Cuando el resto de los nuestros se enteró de la noticia, el plantel enfrentó la prueba con el optimismo rotundo que yo creía extinguido para siempre. El sábado a las nueve llegaron todos juntos en el camión de Gonzalito. El único que se retrasó un poco fue Alberto, el arquero, que como la mujer estaba empezando el trabajo de parto esa mañana, se demoró entre que la llevó a la clínica y pudo convencerla de que se quedara con la vieja de ella. Ellos llegaron al rato, y se fueron a cambiar detrás del arco que nosotros dejamos libre. Pero cuando faltaban diez minutos para la hora acordada, y Tito no daba señales de vida, se vino el Bebé por primera vez a buscar camorra. Por suerte, me avivé de hacerme el ofendido: le dije que el partido era a las diez y media y no a las diez, que qué se creía y que no jodiera. Lo miré al Tanito, que me cazó al vuelo y confirmó mi versión de los hechos. El Bebé negó una vez y otra, y lo llamó a Ricardo en su defensa. Por supuesto, Ricardo se nos vino al humo gritando que la hora era a las diez y que nos dejáramos de joder. Ante la complejidad que iba adquiriendo la cosa, con el Tanito juramos por nuestras madres y nuestros hijos, por Dios y por la Patria, que la hora era diez y media, que en el café habíamos dicho diez y media, y que por teléfono habíamos confirmado diez y media, y que todavía faltaba más de media hora para las diez y media, y que se dejaran de romper con pavadas. Ante semejantes exhibiciones de convicción patriótico–religiosa, al final se fueron de nuevo a patear al otro arco, esperando que se hiciera la hora. Después con el Tanito nos dimos ánimo mutuamente, tratando de persuadirnos de que un par de juramentos tirados al voleo no podían ser demasiado perjudiciales para nuestras familias y nuestra salvación eterna.

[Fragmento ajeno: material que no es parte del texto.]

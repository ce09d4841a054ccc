//! Sensor subsystem — individual drivers and the aggregating [`SensorHub`].
//!
//! The hub owns every driver and produces a [`SensorSnapshot`] each polling
//! cycle. Individual read failures are logged and the previous good value
//! is retained — a single flaky sensor must not block alerting on the rest.

pub mod dht;
pub mod gas;
pub mod particulate;

use dht::DhtSensor;
use gas::{GasChannel, GasSensor};
use particulate::{ParticulateLink, PmsSensor};

/// A point-in-time snapshot of every sensor in the system.
///
/// Ephemeral and read-only for the evaluation cycle that consumes it;
/// produced fresh each cycle, never retained.
#[derive(Debug, Clone, Copy, Default, PartialEq)]
pub struct SensorSnapshot {
    /// Ambient temperature (°C).
    pub temperature_c: f32,
    /// Relative humidity (%RH).
    pub humidity_pct: f32,

    /// MQ-135 air quality channel (raw ADC counts).
    pub mq135: u16,
    /// MQ-2 combustible gas channel.
    pub mq2: u16,
    /// MQ-4 methane channel.
    pub mq4: u16,
    /// MQ-9 CO / combustible gas channel.
    pub mq9: u16,

    /// PM2.5 concentration, last-known-good (µg/m³, CF=1).
    pub pm25: u16,
    /// PM10 concentration, last-known-good (µg/m³, CF=1).
    pub pm10: u16,
    /// The PM values come from a frame validated this cycle.
    pub pm_valid: bool,
}

/// Aggregates all sensor drivers and produces a unified snapshot.
pub struct SensorHub<L: ParticulateLink> {
    pub dht: DhtSensor,
    pub mq135: GasSensor,
    pub mq2: GasSensor,
    pub mq4: GasSensor,
    pub mq9: GasSensor,
    pub pms: PmsSensor<L>,
}

impl<L: ParticulateLink> SensorHub<L> {
    /// Construct a new hub. Pass in pre-built drivers (built in main where
    /// peripheral ownership is established).
    pub fn new(dht: DhtSensor, pms: PmsSensor<L>) -> Self {
        Self {
            dht,
            mq135: GasSensor::new(GasChannel::AirQuality),
            mq2: GasSensor::new(GasChannel::Combustible),
            mq4: GasSensor::new(GasChannel::Methane),
            mq9: GasSensor::new(GasChannel::CarbonMonoxide),
            pms,
        }
    }

    /// Read every sensor and return a unified snapshot.
    pub fn read_all(&mut self, now_ms: u64) -> SensorSnapshot {
        let climate = self.dht.read(now_ms);
        let _ = self.pms.read();

        SensorSnapshot {
            temperature_c: climate.temperature_c,
            humidity_pct: climate.humidity_pct,
            mq135: self.mq135.read(),
            mq2: self.mq2.read(),
            mq4: self.mq4.read(),
            mq9: self.mq9.read(),
            pm25: self.pms.pm25(),
            pm10: self.pms.pm10(),
            pm_valid: self.pms.is_data_valid(),
        }
    }
}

Fue cuando lo mandé a Josesito a pararse arriba del camión, a ver si lo veía venir por el portón de la ruta, más por matar un poco la ansiedad que porque pensase seriamente en que fuese a venir. Es que para esa altura yo ya estaba convencido, en secreto, de que Tito nos había fallado. Había quedado en venir el viernes a la mañana, y en llamarme cuando llegara a lo de su vieja. El martes marchaba todo sobre ruedas. En la radio comentaron que Tito se venía para Buenos Aires por problemas familiares, después del partido que jugaba el miércoles por no sé qué copa. Pero el jueves, y también por la radio, me enteré de que su equipo, como había ganado, volvía a jugar el domingo, así que en el club le habían pedido que se quedara. Ese día hablé con doña Hilda, y me dijo que ella ya no podía hacer nada: si se suponía que estaba en terapia intensiva, no podía llamarlo para recordarle que tomara el avión del viernes.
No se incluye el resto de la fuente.